→ **Task goal**:
For this exercise, copy each line of the records that contains the word "chars".

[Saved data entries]

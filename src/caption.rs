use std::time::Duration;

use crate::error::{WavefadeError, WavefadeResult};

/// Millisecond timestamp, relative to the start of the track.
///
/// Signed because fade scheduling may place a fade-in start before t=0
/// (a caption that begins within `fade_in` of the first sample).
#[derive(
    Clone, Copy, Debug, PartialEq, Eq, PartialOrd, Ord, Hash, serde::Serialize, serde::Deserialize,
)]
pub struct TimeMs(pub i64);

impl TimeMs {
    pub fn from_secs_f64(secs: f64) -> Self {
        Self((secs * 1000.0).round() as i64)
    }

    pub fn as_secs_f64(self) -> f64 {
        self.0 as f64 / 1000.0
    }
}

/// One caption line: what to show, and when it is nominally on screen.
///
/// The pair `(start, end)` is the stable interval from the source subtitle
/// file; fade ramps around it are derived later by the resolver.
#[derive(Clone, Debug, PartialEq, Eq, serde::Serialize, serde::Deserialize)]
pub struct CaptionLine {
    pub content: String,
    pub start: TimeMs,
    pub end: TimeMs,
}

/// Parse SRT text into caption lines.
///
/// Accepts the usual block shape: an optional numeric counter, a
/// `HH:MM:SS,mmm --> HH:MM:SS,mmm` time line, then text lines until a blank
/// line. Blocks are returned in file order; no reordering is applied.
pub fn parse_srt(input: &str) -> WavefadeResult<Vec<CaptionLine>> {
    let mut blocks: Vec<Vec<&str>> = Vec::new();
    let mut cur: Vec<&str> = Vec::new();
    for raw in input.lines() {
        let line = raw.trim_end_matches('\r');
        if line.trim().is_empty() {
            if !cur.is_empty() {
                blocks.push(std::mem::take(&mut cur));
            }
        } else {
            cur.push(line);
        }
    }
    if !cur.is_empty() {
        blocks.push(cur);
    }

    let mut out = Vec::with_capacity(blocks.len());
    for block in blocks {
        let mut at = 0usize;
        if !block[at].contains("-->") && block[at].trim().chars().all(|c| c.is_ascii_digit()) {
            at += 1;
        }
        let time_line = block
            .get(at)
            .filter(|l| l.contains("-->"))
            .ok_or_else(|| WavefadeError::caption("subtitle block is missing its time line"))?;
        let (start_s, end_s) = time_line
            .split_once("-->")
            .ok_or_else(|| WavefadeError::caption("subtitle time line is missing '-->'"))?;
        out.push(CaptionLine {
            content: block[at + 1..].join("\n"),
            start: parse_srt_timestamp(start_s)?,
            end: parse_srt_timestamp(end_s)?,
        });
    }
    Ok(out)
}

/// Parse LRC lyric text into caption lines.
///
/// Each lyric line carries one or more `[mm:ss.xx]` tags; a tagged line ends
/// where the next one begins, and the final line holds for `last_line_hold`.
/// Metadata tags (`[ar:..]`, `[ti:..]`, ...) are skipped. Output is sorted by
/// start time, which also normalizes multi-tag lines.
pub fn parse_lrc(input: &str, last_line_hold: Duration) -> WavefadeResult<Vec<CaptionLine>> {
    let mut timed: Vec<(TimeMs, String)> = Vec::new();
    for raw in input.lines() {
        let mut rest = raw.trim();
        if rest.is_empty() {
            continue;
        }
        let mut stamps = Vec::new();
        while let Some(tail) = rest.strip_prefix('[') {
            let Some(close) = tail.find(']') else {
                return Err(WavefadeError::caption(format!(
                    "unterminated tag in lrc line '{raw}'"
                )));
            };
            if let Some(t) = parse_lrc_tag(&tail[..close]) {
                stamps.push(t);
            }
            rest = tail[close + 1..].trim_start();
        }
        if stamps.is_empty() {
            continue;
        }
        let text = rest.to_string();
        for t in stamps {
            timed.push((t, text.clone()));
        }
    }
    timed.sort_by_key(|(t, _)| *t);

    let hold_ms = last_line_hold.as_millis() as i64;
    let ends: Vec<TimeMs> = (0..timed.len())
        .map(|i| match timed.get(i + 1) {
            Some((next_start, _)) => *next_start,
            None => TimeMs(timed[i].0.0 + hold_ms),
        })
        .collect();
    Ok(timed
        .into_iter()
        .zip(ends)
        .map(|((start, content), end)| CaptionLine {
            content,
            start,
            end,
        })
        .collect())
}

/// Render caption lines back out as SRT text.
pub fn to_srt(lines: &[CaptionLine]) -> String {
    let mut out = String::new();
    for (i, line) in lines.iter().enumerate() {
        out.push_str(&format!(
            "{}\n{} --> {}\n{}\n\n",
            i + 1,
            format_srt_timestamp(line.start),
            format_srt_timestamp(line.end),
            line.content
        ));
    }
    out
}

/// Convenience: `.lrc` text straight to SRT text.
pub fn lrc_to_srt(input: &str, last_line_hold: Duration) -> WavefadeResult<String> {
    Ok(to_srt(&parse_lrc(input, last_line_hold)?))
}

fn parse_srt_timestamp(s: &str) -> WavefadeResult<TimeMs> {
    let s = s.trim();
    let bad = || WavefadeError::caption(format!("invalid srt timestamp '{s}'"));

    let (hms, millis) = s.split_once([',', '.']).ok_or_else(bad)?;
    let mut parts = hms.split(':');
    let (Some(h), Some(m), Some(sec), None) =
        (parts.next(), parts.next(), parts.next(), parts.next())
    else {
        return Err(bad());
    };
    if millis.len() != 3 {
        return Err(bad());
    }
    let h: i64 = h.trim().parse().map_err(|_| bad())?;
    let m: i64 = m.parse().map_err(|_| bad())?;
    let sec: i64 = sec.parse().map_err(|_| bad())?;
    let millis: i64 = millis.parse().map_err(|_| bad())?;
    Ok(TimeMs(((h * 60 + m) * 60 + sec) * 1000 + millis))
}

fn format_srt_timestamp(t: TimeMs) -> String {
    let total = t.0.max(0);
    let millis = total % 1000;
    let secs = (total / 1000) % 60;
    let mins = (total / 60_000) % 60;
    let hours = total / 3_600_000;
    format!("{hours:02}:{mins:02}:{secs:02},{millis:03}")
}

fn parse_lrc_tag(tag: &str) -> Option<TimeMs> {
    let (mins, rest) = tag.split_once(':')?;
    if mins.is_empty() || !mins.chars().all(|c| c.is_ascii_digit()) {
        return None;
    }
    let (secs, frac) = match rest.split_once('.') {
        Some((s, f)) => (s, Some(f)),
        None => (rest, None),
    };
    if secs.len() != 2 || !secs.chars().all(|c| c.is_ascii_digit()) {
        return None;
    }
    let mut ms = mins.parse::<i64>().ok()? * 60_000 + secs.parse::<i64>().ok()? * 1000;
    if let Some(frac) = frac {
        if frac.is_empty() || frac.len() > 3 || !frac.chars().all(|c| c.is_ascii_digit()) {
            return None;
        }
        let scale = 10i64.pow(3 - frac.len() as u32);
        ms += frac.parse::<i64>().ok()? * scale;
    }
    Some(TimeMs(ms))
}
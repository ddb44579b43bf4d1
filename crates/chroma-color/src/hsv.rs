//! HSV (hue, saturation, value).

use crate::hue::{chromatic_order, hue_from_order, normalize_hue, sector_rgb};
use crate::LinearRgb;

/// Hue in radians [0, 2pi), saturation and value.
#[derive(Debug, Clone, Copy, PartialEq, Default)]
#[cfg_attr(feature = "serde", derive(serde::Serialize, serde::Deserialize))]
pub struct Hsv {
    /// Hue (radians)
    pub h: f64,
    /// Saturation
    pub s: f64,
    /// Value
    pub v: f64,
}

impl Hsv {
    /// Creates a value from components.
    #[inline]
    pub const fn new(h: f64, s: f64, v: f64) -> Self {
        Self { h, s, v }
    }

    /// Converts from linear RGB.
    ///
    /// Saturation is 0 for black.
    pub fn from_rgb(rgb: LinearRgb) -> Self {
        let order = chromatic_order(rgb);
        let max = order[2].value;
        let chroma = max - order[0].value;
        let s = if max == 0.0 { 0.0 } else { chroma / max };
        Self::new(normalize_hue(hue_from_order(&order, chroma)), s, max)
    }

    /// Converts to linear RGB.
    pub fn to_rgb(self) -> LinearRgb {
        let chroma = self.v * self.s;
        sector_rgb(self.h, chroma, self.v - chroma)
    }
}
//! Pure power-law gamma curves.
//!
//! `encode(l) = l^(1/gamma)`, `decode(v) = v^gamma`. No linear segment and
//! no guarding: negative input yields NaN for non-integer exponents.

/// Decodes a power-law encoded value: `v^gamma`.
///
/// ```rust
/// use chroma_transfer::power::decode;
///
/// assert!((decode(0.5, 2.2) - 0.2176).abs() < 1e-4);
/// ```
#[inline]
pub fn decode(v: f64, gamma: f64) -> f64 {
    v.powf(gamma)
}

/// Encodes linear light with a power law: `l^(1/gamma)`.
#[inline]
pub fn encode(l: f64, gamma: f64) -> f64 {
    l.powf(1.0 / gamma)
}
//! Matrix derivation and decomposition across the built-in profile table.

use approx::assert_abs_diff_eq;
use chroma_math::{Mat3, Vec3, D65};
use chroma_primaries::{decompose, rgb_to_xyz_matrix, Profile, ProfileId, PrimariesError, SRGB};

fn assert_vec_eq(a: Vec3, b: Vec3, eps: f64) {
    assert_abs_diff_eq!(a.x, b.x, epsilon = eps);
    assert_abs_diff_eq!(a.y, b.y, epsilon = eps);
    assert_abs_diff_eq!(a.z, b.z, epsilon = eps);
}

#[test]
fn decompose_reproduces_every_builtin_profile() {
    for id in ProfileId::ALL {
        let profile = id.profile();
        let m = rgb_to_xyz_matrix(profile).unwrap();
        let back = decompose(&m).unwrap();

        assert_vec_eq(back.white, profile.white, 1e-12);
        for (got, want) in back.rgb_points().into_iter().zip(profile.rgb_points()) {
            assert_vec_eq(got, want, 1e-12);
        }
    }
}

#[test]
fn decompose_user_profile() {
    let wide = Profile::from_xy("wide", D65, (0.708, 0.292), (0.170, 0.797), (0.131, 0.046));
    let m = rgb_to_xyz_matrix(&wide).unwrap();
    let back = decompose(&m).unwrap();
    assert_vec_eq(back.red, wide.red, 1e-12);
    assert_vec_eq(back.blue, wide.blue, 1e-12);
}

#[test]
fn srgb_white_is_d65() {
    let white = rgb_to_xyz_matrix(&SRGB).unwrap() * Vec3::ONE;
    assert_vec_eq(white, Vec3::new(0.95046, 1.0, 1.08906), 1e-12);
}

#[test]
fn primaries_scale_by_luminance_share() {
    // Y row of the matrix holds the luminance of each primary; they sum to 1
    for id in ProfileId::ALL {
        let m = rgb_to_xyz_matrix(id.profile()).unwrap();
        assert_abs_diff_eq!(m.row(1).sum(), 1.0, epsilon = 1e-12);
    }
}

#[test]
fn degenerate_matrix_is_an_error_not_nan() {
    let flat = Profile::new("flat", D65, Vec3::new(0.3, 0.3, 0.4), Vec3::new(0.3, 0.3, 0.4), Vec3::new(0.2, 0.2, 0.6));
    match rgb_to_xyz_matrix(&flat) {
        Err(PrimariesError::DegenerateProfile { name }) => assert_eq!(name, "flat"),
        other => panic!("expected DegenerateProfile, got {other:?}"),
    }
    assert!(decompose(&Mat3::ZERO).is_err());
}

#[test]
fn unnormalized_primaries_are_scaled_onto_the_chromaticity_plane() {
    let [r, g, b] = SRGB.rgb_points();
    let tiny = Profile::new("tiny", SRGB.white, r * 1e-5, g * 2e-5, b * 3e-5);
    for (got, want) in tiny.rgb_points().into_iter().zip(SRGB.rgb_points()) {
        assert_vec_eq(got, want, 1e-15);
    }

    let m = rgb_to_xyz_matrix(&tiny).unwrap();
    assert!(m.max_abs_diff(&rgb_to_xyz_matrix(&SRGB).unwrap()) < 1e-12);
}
...
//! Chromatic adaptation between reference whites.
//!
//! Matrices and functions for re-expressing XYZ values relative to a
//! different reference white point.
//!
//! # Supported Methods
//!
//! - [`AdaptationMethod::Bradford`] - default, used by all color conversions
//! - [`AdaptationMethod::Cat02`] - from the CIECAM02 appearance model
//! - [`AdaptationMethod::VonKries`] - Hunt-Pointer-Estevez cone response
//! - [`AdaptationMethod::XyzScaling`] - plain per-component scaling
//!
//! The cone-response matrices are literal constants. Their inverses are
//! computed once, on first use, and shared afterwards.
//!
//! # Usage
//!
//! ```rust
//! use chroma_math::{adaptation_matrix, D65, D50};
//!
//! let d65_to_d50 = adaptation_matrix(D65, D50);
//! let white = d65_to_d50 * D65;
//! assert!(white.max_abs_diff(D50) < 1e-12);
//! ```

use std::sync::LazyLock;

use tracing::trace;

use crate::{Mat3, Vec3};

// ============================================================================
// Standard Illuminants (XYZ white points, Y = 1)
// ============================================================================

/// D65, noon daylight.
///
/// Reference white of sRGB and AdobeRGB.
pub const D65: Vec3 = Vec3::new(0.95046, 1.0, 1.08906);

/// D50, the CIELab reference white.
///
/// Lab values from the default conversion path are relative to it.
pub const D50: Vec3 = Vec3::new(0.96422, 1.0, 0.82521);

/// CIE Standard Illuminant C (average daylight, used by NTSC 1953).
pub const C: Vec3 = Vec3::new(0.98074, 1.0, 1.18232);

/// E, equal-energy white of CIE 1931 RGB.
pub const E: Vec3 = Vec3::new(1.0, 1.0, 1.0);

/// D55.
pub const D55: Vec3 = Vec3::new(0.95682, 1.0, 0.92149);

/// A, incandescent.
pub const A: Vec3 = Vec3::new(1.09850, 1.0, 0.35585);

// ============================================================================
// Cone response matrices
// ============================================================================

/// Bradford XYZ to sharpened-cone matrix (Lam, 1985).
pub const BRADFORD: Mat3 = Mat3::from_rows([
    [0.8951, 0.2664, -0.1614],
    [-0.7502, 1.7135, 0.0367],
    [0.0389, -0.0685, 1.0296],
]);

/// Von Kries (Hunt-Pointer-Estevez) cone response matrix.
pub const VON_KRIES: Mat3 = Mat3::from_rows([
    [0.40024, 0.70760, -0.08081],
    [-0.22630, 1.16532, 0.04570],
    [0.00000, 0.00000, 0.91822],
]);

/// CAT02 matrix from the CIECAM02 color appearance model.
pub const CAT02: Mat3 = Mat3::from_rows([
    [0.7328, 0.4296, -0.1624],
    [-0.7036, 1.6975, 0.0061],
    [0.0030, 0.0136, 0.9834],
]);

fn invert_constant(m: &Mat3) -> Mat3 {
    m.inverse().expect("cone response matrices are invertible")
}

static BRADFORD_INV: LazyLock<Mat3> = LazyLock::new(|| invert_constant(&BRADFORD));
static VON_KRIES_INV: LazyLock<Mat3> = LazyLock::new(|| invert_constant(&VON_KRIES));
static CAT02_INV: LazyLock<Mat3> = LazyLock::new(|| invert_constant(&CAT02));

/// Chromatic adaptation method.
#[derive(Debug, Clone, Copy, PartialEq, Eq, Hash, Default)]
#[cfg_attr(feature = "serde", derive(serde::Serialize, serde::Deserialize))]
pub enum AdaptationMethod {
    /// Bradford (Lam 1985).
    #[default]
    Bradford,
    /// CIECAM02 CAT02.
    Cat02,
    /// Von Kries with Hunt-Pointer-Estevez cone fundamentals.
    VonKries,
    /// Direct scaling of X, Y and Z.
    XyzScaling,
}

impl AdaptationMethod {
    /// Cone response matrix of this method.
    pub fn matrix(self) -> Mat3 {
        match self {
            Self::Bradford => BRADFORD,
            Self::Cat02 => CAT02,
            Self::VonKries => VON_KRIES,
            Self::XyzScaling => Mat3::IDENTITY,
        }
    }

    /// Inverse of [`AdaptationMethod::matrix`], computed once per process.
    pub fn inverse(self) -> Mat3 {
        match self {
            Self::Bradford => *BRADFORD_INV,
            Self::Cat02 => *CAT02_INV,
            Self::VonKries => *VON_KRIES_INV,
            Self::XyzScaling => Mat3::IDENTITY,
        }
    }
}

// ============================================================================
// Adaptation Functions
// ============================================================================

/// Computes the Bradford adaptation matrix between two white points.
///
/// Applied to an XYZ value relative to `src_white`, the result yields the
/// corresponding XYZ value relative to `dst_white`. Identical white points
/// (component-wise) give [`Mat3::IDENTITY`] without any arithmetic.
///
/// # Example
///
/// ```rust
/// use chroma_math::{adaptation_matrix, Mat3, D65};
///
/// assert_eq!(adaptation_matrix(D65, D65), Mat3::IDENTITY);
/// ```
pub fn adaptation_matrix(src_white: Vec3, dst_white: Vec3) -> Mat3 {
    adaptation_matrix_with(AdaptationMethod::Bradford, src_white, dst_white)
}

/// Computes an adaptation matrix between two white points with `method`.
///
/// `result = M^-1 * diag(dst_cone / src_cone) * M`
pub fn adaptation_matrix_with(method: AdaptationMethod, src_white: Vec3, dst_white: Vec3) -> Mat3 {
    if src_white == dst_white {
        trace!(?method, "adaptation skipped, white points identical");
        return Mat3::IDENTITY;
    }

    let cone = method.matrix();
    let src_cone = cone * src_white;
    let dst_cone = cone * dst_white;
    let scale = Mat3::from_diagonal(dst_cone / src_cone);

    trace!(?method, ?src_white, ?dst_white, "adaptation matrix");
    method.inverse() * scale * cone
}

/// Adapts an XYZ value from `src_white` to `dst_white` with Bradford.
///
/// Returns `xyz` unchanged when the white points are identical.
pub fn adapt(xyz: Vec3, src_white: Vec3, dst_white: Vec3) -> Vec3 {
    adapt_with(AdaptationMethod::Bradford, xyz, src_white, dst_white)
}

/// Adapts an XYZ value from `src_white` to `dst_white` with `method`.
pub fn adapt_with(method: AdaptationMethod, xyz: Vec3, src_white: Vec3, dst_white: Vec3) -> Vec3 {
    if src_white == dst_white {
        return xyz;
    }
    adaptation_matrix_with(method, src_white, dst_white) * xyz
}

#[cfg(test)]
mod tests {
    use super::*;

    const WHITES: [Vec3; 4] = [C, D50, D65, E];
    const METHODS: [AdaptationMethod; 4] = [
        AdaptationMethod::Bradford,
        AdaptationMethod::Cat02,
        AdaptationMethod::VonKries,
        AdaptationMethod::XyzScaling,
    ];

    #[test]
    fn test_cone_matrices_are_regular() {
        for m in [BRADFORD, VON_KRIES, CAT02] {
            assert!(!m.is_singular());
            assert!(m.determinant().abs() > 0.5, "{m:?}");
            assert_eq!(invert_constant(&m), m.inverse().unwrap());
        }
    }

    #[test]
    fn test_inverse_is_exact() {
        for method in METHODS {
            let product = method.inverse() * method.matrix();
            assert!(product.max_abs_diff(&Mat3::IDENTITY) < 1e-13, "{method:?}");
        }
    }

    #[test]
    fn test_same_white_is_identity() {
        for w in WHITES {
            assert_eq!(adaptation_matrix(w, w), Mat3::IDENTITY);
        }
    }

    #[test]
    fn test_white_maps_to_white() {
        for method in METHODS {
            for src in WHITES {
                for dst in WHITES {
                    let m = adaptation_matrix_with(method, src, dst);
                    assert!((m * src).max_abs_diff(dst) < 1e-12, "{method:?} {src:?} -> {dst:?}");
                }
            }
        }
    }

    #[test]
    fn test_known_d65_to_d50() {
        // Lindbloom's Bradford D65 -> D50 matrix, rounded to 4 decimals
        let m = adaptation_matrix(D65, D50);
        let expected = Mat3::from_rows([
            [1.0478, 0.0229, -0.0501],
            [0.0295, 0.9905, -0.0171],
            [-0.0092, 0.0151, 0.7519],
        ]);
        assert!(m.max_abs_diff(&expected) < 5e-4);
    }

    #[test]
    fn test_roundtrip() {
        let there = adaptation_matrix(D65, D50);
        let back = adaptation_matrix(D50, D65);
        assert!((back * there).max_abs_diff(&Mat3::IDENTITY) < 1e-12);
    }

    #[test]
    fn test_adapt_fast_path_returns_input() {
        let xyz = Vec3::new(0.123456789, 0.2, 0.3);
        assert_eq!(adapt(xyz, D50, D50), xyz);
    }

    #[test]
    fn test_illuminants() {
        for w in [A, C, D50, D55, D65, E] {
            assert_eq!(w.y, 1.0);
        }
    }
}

→ **Output for this task**:
        if !block[at].contains("-->") && block[at].trim().chars().all(|c| c.is_ascii_digit()) {
    if mins.is_empty() || !mins.chars().all(|c| c.is_ascii_digit()) {
    if secs.len() != 2 || !secs.chars().all(|c| c.is_ascii_digit()) {
        if frac.is_empty() || frac.len() > 3 || !frac.chars().all(|c| c.is_ascii_digit()) {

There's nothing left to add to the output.